--- Description of the task ---
Each line of the listing below that includes "from" must be copied.

--- Dataset excerpts ---

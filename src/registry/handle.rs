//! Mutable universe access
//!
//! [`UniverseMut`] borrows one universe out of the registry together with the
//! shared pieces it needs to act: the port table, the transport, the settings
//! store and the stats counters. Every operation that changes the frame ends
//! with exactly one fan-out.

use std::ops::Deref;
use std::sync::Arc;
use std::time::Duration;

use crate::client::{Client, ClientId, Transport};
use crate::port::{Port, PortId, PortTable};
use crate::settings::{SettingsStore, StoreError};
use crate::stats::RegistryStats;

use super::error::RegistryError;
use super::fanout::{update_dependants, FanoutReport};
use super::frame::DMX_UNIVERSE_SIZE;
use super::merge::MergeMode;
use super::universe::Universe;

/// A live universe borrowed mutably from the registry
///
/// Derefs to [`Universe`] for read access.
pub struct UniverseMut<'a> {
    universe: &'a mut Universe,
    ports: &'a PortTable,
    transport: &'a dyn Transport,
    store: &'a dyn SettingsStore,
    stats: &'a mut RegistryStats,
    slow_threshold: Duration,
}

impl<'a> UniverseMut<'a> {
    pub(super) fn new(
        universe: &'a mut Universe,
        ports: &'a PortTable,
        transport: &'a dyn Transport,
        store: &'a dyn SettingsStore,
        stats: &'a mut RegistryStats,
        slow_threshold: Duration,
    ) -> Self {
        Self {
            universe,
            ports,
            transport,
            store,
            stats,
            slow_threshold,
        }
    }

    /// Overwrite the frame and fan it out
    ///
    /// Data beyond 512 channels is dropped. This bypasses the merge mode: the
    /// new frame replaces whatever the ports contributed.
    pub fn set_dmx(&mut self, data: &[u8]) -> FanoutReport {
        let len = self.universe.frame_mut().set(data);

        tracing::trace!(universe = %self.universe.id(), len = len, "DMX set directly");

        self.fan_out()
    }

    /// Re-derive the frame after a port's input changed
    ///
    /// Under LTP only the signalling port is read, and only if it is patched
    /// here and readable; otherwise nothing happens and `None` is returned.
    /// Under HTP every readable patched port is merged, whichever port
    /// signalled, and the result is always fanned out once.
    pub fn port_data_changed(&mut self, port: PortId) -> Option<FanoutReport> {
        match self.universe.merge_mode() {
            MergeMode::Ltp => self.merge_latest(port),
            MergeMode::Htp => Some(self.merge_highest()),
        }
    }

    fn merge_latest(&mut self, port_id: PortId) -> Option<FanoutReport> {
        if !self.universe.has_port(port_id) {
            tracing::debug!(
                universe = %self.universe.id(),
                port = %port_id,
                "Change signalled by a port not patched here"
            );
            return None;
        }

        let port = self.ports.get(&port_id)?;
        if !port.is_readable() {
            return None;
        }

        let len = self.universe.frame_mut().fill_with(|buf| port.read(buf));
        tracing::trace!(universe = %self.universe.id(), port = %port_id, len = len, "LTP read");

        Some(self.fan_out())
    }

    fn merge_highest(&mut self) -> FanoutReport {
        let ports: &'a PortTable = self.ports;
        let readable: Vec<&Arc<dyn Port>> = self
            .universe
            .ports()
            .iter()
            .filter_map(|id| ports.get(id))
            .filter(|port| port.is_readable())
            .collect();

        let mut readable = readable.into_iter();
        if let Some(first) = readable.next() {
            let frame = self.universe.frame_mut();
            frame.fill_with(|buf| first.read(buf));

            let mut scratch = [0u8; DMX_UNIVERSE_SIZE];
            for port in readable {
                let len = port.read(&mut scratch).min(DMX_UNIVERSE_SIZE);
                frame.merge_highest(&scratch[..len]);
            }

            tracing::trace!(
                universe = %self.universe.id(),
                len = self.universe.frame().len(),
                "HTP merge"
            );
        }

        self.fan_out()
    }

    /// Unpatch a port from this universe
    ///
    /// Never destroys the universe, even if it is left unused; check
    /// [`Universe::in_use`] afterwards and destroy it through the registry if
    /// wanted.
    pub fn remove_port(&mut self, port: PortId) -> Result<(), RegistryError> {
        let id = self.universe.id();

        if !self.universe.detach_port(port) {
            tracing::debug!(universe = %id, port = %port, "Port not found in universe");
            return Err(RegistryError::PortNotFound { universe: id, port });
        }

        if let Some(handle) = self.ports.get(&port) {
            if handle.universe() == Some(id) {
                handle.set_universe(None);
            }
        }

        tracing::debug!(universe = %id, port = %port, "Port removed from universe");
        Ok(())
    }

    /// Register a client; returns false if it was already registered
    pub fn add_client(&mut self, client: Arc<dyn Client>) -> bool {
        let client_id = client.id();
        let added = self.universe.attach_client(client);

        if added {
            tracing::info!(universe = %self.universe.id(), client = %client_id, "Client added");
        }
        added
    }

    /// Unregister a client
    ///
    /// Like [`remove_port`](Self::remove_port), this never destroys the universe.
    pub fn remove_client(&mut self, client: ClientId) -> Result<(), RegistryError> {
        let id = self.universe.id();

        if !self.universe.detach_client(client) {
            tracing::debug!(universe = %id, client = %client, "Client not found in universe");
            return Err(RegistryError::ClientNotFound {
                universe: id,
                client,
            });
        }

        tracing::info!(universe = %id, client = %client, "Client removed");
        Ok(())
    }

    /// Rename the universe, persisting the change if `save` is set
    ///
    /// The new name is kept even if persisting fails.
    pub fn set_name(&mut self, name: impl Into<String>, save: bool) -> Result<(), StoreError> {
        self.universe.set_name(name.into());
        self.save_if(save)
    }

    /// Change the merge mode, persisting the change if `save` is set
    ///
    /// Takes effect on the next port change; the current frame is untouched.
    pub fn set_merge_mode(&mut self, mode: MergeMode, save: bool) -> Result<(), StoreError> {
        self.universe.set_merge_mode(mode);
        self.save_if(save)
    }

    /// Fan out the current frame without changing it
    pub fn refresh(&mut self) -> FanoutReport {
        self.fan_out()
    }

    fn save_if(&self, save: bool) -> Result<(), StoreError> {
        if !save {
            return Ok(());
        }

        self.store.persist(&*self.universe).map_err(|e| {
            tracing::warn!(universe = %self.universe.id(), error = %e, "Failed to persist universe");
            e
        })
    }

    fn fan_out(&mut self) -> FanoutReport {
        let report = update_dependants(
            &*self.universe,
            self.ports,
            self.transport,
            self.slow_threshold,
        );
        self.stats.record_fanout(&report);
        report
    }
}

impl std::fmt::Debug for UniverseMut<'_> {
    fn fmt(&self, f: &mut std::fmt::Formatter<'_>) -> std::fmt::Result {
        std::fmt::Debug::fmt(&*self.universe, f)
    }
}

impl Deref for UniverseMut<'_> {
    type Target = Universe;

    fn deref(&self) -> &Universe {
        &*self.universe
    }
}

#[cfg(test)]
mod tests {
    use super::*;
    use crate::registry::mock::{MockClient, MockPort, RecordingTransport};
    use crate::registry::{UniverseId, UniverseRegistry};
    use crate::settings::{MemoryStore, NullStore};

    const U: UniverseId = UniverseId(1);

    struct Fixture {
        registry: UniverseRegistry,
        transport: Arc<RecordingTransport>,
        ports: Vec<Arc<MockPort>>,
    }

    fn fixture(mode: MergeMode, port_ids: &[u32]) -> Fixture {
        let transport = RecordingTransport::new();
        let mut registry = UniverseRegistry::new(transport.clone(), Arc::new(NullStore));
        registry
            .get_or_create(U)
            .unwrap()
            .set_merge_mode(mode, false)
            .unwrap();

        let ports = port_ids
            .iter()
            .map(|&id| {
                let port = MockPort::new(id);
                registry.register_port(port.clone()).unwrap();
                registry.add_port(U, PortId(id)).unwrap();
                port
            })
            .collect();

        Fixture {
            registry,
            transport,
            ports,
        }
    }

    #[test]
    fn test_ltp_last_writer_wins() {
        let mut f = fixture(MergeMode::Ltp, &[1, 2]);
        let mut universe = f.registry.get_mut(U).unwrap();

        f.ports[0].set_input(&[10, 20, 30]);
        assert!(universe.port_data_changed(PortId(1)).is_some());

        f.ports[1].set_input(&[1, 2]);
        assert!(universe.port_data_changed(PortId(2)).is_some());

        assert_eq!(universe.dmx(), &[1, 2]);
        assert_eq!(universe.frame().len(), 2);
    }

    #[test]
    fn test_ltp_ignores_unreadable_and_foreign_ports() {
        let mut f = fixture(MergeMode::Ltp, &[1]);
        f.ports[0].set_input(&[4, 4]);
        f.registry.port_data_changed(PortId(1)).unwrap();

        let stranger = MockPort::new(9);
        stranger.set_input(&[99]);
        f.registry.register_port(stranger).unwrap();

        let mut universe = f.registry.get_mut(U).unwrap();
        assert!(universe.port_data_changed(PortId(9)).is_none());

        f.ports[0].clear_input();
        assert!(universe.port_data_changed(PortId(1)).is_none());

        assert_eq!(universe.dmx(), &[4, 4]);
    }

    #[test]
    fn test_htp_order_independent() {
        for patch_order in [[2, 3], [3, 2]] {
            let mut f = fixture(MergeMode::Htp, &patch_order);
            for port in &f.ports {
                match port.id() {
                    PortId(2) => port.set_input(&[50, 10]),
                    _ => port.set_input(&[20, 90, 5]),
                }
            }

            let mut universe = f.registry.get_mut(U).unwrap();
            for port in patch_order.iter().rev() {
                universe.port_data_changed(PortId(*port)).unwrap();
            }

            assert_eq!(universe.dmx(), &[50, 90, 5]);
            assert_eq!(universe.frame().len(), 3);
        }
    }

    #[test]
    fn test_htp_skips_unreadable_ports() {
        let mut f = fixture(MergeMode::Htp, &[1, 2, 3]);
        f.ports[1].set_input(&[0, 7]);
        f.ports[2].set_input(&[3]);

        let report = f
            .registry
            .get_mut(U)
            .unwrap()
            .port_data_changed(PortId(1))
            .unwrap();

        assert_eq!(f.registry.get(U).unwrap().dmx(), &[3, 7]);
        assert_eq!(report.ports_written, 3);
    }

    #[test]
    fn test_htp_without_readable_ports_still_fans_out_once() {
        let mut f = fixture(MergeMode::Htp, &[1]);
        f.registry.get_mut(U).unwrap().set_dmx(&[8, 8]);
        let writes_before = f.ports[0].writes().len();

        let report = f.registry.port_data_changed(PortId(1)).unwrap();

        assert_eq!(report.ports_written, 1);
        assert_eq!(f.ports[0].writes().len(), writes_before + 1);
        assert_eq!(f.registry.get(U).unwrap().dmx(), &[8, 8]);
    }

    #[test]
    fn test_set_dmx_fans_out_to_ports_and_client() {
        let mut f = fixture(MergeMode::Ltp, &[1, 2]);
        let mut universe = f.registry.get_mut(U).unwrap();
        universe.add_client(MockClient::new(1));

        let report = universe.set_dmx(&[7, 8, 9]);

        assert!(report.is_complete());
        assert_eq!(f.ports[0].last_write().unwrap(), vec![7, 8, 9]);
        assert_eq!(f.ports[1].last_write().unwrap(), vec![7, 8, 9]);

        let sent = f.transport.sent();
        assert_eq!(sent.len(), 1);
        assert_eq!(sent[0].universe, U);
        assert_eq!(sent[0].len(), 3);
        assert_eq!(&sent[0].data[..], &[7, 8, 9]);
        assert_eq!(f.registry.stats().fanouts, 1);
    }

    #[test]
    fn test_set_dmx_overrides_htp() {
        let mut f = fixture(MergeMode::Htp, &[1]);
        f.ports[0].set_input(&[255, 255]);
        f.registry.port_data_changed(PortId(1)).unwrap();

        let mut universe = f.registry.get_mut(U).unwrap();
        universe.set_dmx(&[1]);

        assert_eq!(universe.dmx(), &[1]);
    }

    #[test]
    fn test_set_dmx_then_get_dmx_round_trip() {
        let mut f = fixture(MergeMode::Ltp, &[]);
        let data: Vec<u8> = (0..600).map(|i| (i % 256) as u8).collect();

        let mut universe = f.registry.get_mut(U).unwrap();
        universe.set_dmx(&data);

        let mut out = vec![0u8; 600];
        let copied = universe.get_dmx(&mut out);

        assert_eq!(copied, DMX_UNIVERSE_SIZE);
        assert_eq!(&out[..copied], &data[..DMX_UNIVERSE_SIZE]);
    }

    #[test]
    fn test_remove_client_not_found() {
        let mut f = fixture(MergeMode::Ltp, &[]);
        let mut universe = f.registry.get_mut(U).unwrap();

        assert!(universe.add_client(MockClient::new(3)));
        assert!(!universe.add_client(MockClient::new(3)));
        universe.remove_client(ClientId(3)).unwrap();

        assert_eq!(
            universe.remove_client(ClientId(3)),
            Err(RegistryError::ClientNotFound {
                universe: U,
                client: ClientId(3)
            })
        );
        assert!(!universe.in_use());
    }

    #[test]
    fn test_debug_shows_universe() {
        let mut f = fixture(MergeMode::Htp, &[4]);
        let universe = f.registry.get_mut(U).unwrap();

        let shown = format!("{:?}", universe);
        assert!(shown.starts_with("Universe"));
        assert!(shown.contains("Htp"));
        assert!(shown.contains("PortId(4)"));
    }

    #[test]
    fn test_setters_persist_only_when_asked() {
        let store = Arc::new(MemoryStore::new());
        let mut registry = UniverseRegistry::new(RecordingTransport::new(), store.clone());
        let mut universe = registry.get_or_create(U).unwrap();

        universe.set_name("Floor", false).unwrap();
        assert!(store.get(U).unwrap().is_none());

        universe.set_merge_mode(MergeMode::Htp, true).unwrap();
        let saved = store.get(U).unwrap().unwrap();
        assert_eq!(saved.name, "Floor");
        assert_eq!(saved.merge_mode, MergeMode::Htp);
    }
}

--- Output of the task ---
/// A live universe borrowed mutably from the registry
    /// Unpatch a port from this universe
        tracing::debug!(universe = %id, port = %port, "Port removed from universe");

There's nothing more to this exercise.